The idea of Englishness — and the values that have come to be thought of as British values — emerged from the English and British people keeping distance and difference between themselves and the rest of the world. Even when much of that world came under their dominion.

There was once a group of people, sharing a cluster of islands on the edge of an ocean. They called themselves the ‘English’, and over time this name came to be used about a larger and larger collection of people. By making alliances and by force the rulers of these English people created a political entity under the rule of a king, into what we would now call a nation.

Like many groups of people, these English did not keep to themselves. They sought to interfere with and dominate the other groups who were settled around them. To the north lay a political group that called themselves Scots, to the west there were the Welsh, and over the sea to the west there was an island called Ireland, to the south over the sea there were the French.

Over time, the rulers of England tried to dominate each of these peoples.

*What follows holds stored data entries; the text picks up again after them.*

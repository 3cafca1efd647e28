use serde::{Deserialize, Serialize};

use crate::error::{Result, TesseraError};

pub const MAX_DENOISE_RADIUS: u32 = 8;
pub const MAX_UPSCALE_FACTOR: u32 = 4;

/// Binarization threshold.
///
/// `Auto` picks the threshold with Otsu's method over the 256-bin luma
/// histogram, which is deterministic for a given raster.
#[derive(Debug, Clone, Copy, PartialEq, Eq, Serialize, Deserialize)]
#[serde(rename_all = "snake_case")]
pub enum Threshold {
    Off,
    Fixed(u8),
    Auto,
}

impl std::fmt::Display for Threshold {
    fn fmt(&self, f: &mut std::fmt::Formatter<'_>) -> std::fmt::Result {
        match self {
            Self::Off => write!(f, "off"),
            Self::Fixed(level) => write!(f, "{level}"),
            Self::Auto => write!(f, "auto"),
        }
    }
}

impl std::str::FromStr for Threshold {
    type Err = String;

    fn from_str(s: &str) -> std::result::Result<Self, Self::Err> {
        match s.trim().to_lowercase().as_str() {
            "auto" | "otsu" => Ok(Self::Auto),
            "off" | "none" | "false" => Ok(Self::Off),
            other => other
                .parse::<u8>()
                .map(Self::Fixed)
                .map_err(|_| format!("Invalid threshold '{s}': expected auto, off or 0-255")),
        }
    }
}

/// Preprocessing options for one request.
///
/// Disabling every option (see [`PreprocessConfig::identity`]) makes
/// preprocessing the identity transform.
#[derive(Debug, Clone, Copy, PartialEq, Eq, Serialize, Deserialize)]
#[serde(rename_all = "camelCase")]
pub struct PreprocessConfig {
    pub grayscale: bool,
    pub threshold: Threshold,
    pub deskew: bool,
    /// Median filter radius; 0 disables denoising.
    pub denoise: u32,
    pub sharpen: bool,
    /// Integer upscale factor; 1 leaves the size unchanged.
    pub upscale: u32,
}

impl PreprocessConfig {
    pub const fn identity() -> Self {
        Self {
            grayscale: false,
            threshold: Threshold::Off,
            deskew: false,
            denoise: 0,
            sharpen: false,
            upscale: 1,
        }
    }

    pub fn is_identity(&self) -> bool {
        !self.grayscale
            && self.threshold == Threshold::Off
            && !self.deskew
            && self.denoise == 0
            && !self.sharpen
            && self.upscale <= 1
    }

    pub fn validate(self) -> Result<Self> {
        if self.denoise > MAX_DENOISE_RADIUS {
            return Err(TesseraError::Validation(format!(
                "denoise must be between 0 and {MAX_DENOISE_RADIUS}, got {}",
                self.denoise
            )));
        }
        if self.upscale == 0 || self.upscale > MAX_UPSCALE_FACTOR {
            return Err(TesseraError::Validation(format!(
                "upscale must be between 1 and {MAX_UPSCALE_FACTOR}, got {}",
                self.upscale
            )));
        }
        Ok(self)
    }
}

impl Default for PreprocessConfig {
    /// Grayscale, 3x3 median denoise, unsharp mask and Otsu binarization.
    fn default() -> Self {
        Self {
            grayscale: true,
            threshold: Threshold::Auto,
            deskew: false,
            denoise: 1,
            sharpen: true,
            upscale: 1,
        }
    }
}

In all the wars and battles they fought over these places and peoples, the English people changed. They conquered, sometimes they were defeated, they engaged and found differences, they absorbed. So much of English history was about change over the centuries.

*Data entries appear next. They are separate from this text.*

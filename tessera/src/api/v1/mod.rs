pub mod dto;
pub mod handlers;
pub mod openapi;
pub mod response;
pub mod router;

#[cfg(test)]
mod tests {
    use std::sync::Arc;

    use async_trait::async_trait;
    use axum::body::Body;
    use axum::http::{Request, StatusCode};
    use image::{DynamicImage, ImageFormat};
    use tokio_util::sync::CancellationToken;
    use tower::ServiceExt;

    use crate::api::routes::create_router;
    use crate::api::state::AppState;
    use crate::config::Config;
    use crate::error::Result;
    use crate::models::{LangTag, PageSegMode, RasterImage, RecognitionResult, RegionConfidence};
    use crate::ocr::{OcrAdapter, OcrEngine};

    const BOUNDARY: &str = "tessera-test-boundary";

    /// Always reads the same text, regardless of the image.
    struct FixedEngine(&'static str);

    #[async_trait]
    impl OcrEngine for FixedEngine {
        fn name(&self) -> &str {
            "fixed"
        }

        async fn recognize(
            &self,
            _image: &RasterImage,
            language: &LangTag,
            _mode: PageSegMode,
            _cancel: &CancellationToken,
        ) -> Result<RecognitionResult> {
            let region = RegionConfidence {
                id: "b1.p1.l1".to_string(),
                confidence: 0.9,
                bbox: None,
            };
            Ok(RecognitionResult::new(
                self.0.to_string(),
                vec![region],
                language.clone(),
            ))
        }
    }

    fn test_state(text: &'static str) -> AppState {
        let config = Config::default();
        let adapter = OcrAdapter::with_engine(Arc::new(FixedEngine(text)), &config.ocr).unwrap();
        AppState::new(config, adapter).unwrap()
    }

    fn png() -> Vec<u8> {
        let mut bytes = Vec::new();
        DynamicImage::new_rgb8(16, 16)
            .write_to(&mut std::io::Cursor::new(&mut bytes), ImageFormat::Png)
            .unwrap();
        bytes
    }

    fn multipart(file: Option<&[u8]>, fields: &[(&str, &str)]) -> Vec<u8> {
        let mut body = Vec::new();
        for (name, value) in fields {
            body.extend_from_slice(
                format!(
                    "--{BOUNDARY}\r\nContent-Disposition: form-data; name=\"{name}\"\r\n\r\n{value}\r\n"
                )
                .as_bytes(),
            );
        }
        if let Some(file) = file {
            body.extend_from_slice(
                format!(
                    "--{BOUNDARY}\r\nContent-Disposition: form-data; name=\"file\"; filename=\"list.png\"\r\nContent-Type: image/png\r\n\r\n"
                )
                .as_bytes(),
            );
            body.extend_from_slice(file);
            body.extend_from_slice(b"\r\n");
        }
        body.extend_from_slice(format!("--{BOUNDARY}--\r\n").as_bytes());
        body
    }

    fn upload(uri: &str, body: Vec<u8>) -> Request<Body> {
        Request::builder()
            .method("POST")
            .uri(uri)
            .header(
                "content-type",
                format!("multipart/form-data; boundary={BOUNDARY}"),
            )
            .body(Body::from(body))
            .unwrap()
    }

    async fn body_json(response: axum::response::Response) -> serde_json::Value {
        let bytes = axum::body::to_bytes(response.into_body(), usize::MAX)
            .await
            .unwrap();
        serde_json::from_slice(&bytes).unwrap()
    }

    #[tokio::test]
    async fn health_reports_engine_and_load() {
        let app = create_router(test_state(""));

        let response = app
            .oneshot(
                Request::builder()
                    .uri("/api/v1/health")
                    .body(Body::empty())
                    .unwrap(),
            )
            .await
            .unwrap();

        assert_eq!(response.status(), StatusCode::OK);
        let json = body_json(response).await;
        assert_eq!(json["data"]["status"], "ok");
        assert_eq!(json["data"]["engine"]["name"], "fixed");
        assert_eq!(json["data"]["load"]["inFlight"], 0);
        assert!(json.get("error").is_none());
    }

    #[tokio::test]
    async fn openapi_json_is_valid() {
        let app = create_router(test_state(""));

        let response = app
            .oneshot(
                Request::builder()
                    .uri("/api/v1/openapi.json")
                    .body(Body::empty())
                    .unwrap(),
            )
            .await
            .unwrap();

        assert_eq!(response.status(), StatusCode::OK);
        let json = body_json(response).await;
        let version = json["openapi"]
            .as_str()
            .expect("openapi field should be a string");
        assert!(
            version.starts_with("3"),
            "OpenAPI version should start with 3, got: {version}"
        );
        assert!(json["paths"].get("/api/v1/ocr").is_some());

        let request_id = &json["components"]["schemas"]["ResponseMeta"]["properties"]["requestId"];
        assert_eq!(request_id["type"], "string");
        assert_eq!(request_id["format"], "uuid");
    }

    #[tokio::test]
    async fn ocr_returns_text_and_timings() {
        let app = create_router(test_state("hello world"));

        let response = app
            .oneshot(upload(
                "/api/v1/ocr",
                multipart(Some(&png()), &[("language", "eng"), ("psm", "6")]),
            ))
            .await
            .unwrap();

        assert_eq!(response.status(), StatusCode::OK);
        let json = body_json(response).await;
        assert_eq!(json["data"]["text"], "hello world");
        assert_eq!(json["data"]["language"], "eng");
        assert_eq!(json["data"]["regions"][0]["id"], "b1.p1.l1");
        assert!(json["data"]["timings"].get("totalMs").is_some());
        assert!(json["meta"]["requestId"].is_string());
    }

    #[tokio::test]
    async fn missing_file_is_invalid_request() {
        let app = create_router(test_state(""));

        let response = app
            .oneshot(upload("/api/v1/ocr", multipart(None, &[("language", "eng")])))
            .await
            .unwrap();

        assert_eq!(response.status(), StatusCode::BAD_REQUEST);
        let json = body_json(response).await;
        assert!(json.get("data").is_none());
        assert_eq!(json["error"]["code"], "invalid_request");
    }

    #[tokio::test]
    async fn bad_boolean_field_is_invalid_request() {
        let app = create_router(test_state(""));

        let response = app
            .oneshot(upload(
                "/api/v1/ocr",
                multipart(Some(&png()), &[("deskew", "sometimes")]),
            ))
            .await
            .unwrap();

        assert_eq!(response.status(), StatusCode::BAD_REQUEST);
        let json = body_json(response).await;
        assert!(json["error"]["message"]
            .as_str()
            .unwrap()
            .contains("deskew"));
    }

    #[tokio::test]
    async fn unsupported_language_reports_stage() {
        let app = create_router(test_state(""));

        let response = app
            .oneshot(upload(
                "/api/v1/ocr",
                multipart(Some(&png()), &[("language", "klingon")]),
            ))
            .await
            .unwrap();

        assert_eq!(response.status(), StatusCode::BAD_REQUEST);
        let json = body_json(response).await;
        assert_eq!(json["error"]["code"], "unsupported_language");
        assert_eq!(json["error"]["stage"], "received");
    }

    #[tokio::test]
    async fn non_image_upload_is_unsupported_format() {
        let app = create_router(test_state(""));

        let response = app
            .oneshot(upload(
                "/api/v1/ocr",
                multipart(Some(b"just some text, not an image"), &[]),
            ))
            .await
            .unwrap();

        assert_eq!(response.status(), StatusCode::UNSUPPORTED_MEDIA_TYPE);
        let json = body_json(response).await;
        assert_eq!(json["error"]["code"], "unsupported_format");
    }

    #[tokio::test]
    async fn ocr_items_extracts_line_items() {
        let app = create_router(test_state("onion 2kg\nmilk 1 lit V"));

        let response = app
            .oneshot(upload("/api/v1/ocr:items", multipart(Some(&png()), &[])))
            .await
            .unwrap();

        assert_eq!(response.status(), StatusCode::OK);
        let json = body_json(response).await;
        assert_eq!(json["data"]["items"][0]["itemname"], "Onion");
        assert_eq!(json["data"]["items"][0]["quantity"], "2kg");
        assert_eq!(json["data"]["items"][1]["itemname"], "Milk");
        assert_eq!(json["data"]["items"][1]["quantity"], "1lit");
    }

    #[tokio::test]
    async fn process_image_returns_bare_items() {
        let app = create_router(test_state("rice 5kg + dal 1kg"));

        let response = app
            .oneshot(upload("/process-image", multipart(Some(&png()), &[])))
            .await
            .unwrap();

        assert_eq!(response.status(), StatusCode::OK);
        let json = body_json(response).await;
        assert_eq!(
            json,
            serde_json::json!({
                "items": [
                    {"itemname": "Rice", "quantity": "5kg"},
                    {"itemname": "Dal", "quantity": "1kg"},
                ]
            })
        );
    }

    #[tokio::test]
    async fn process_image_ignores_option_fields() {
        let app = create_router(test_state("milk 2 lit"));

        let response = app
            .oneshot(upload(
                "/process-image",
                multipart(
                    Some(&png()),
                    &[("grayscale", "maybe"), ("threshold", "dark"), ("timeoutMs", "0")],
                ),
            ))
            .await
            .unwrap();

        assert_eq!(response.status(), StatusCode::OK);
        let json = body_json(response).await;
        assert_eq!(json["items"][0]["itemname"], "Milk");
    }

    #[tokio::test]
    async fn process_image_errors_use_flat_error_body() {
        let app = create_router(test_state(""));

        let response = app
            .oneshot(upload("/process-image", multipart(Some(b"nope"), &[])))
            .await
            .unwrap();

        assert_eq!(response.status(), StatusCode::UNSUPPORTED_MEDIA_TYPE);
        let json = body_json(response).await;
        assert_eq!(json["error"]["code"], "unsupported_format");
    }
}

And then, at a certain point — towards the end of the sixteenth century — the English started to do something quite new. As well as looking to dominate and exploit their neighbours, they began to travel much further — across oceans to the west, south, and east — and found new places and people to exploit.

The English were very successful at this. They built up large and prosperous colonies on the new continent to the west, and developed lucrative trading relationships with the people to the east, in the lands they called India.

In the lands to the south, in Africa, they found people they could capture and take across the ocean, to force them to work to make the English prosperous.

East, south, west — it was a very successful global network across vast distances. The English rulers became very rich, and their country became very powerful.

And again this made the English change — through contact with the new peoples across their empire and colonies, who were integral to the wealth and success on which English power thrived.

During the long centuries of this English global empire a strange thing happened. The English people — and the neighbouring Scots who joined with them as a ‘British’ nation — they tried to live happily on their islands on the edge of the ocean, benefiting from the wealth of the empire that they controlled.

They developed new forms of economy and technology with the wealth that came to them, from enslavement and plunder. The industrial revolution used technologies of production and transport that would not have been possible without the British empire’s dominance, exploitation, and enslavement of other people across the world.

But during all this time, the English and the other British managed to pretend that their success was all due to their own innate qualities, of intelligence, of breeding, of living in a particular place — isolated on the cluster of islands on the edge of an ocean.

Despite ruling over a vast area of the globe, the English and British managed to pretend to themselves that the wealth that they had was local and isolated, and there was no connection between them and the enslaved people they had taken from Africa, or from the people of India and Asia and elsewhere that came under their rule.

The distance from England to Africa and Asia did not prevent the tyrannies and exploitation of British rule. But it did allow the English and British to believe amongst themselves that they were pure and separate.

As time went on, and the power and wealth from the British empire increased yet further, the British began to form detailed explanations for how they were different from the people they were ruling over, enslaving, and stealing from.

They told everybody, in the name of their ideas of knowledge that they called science, that there was a science of difference between humans and cultures. This science was ‘race’ — what they considered the self-evident proofs of how skin colour marked out the various types of humanity.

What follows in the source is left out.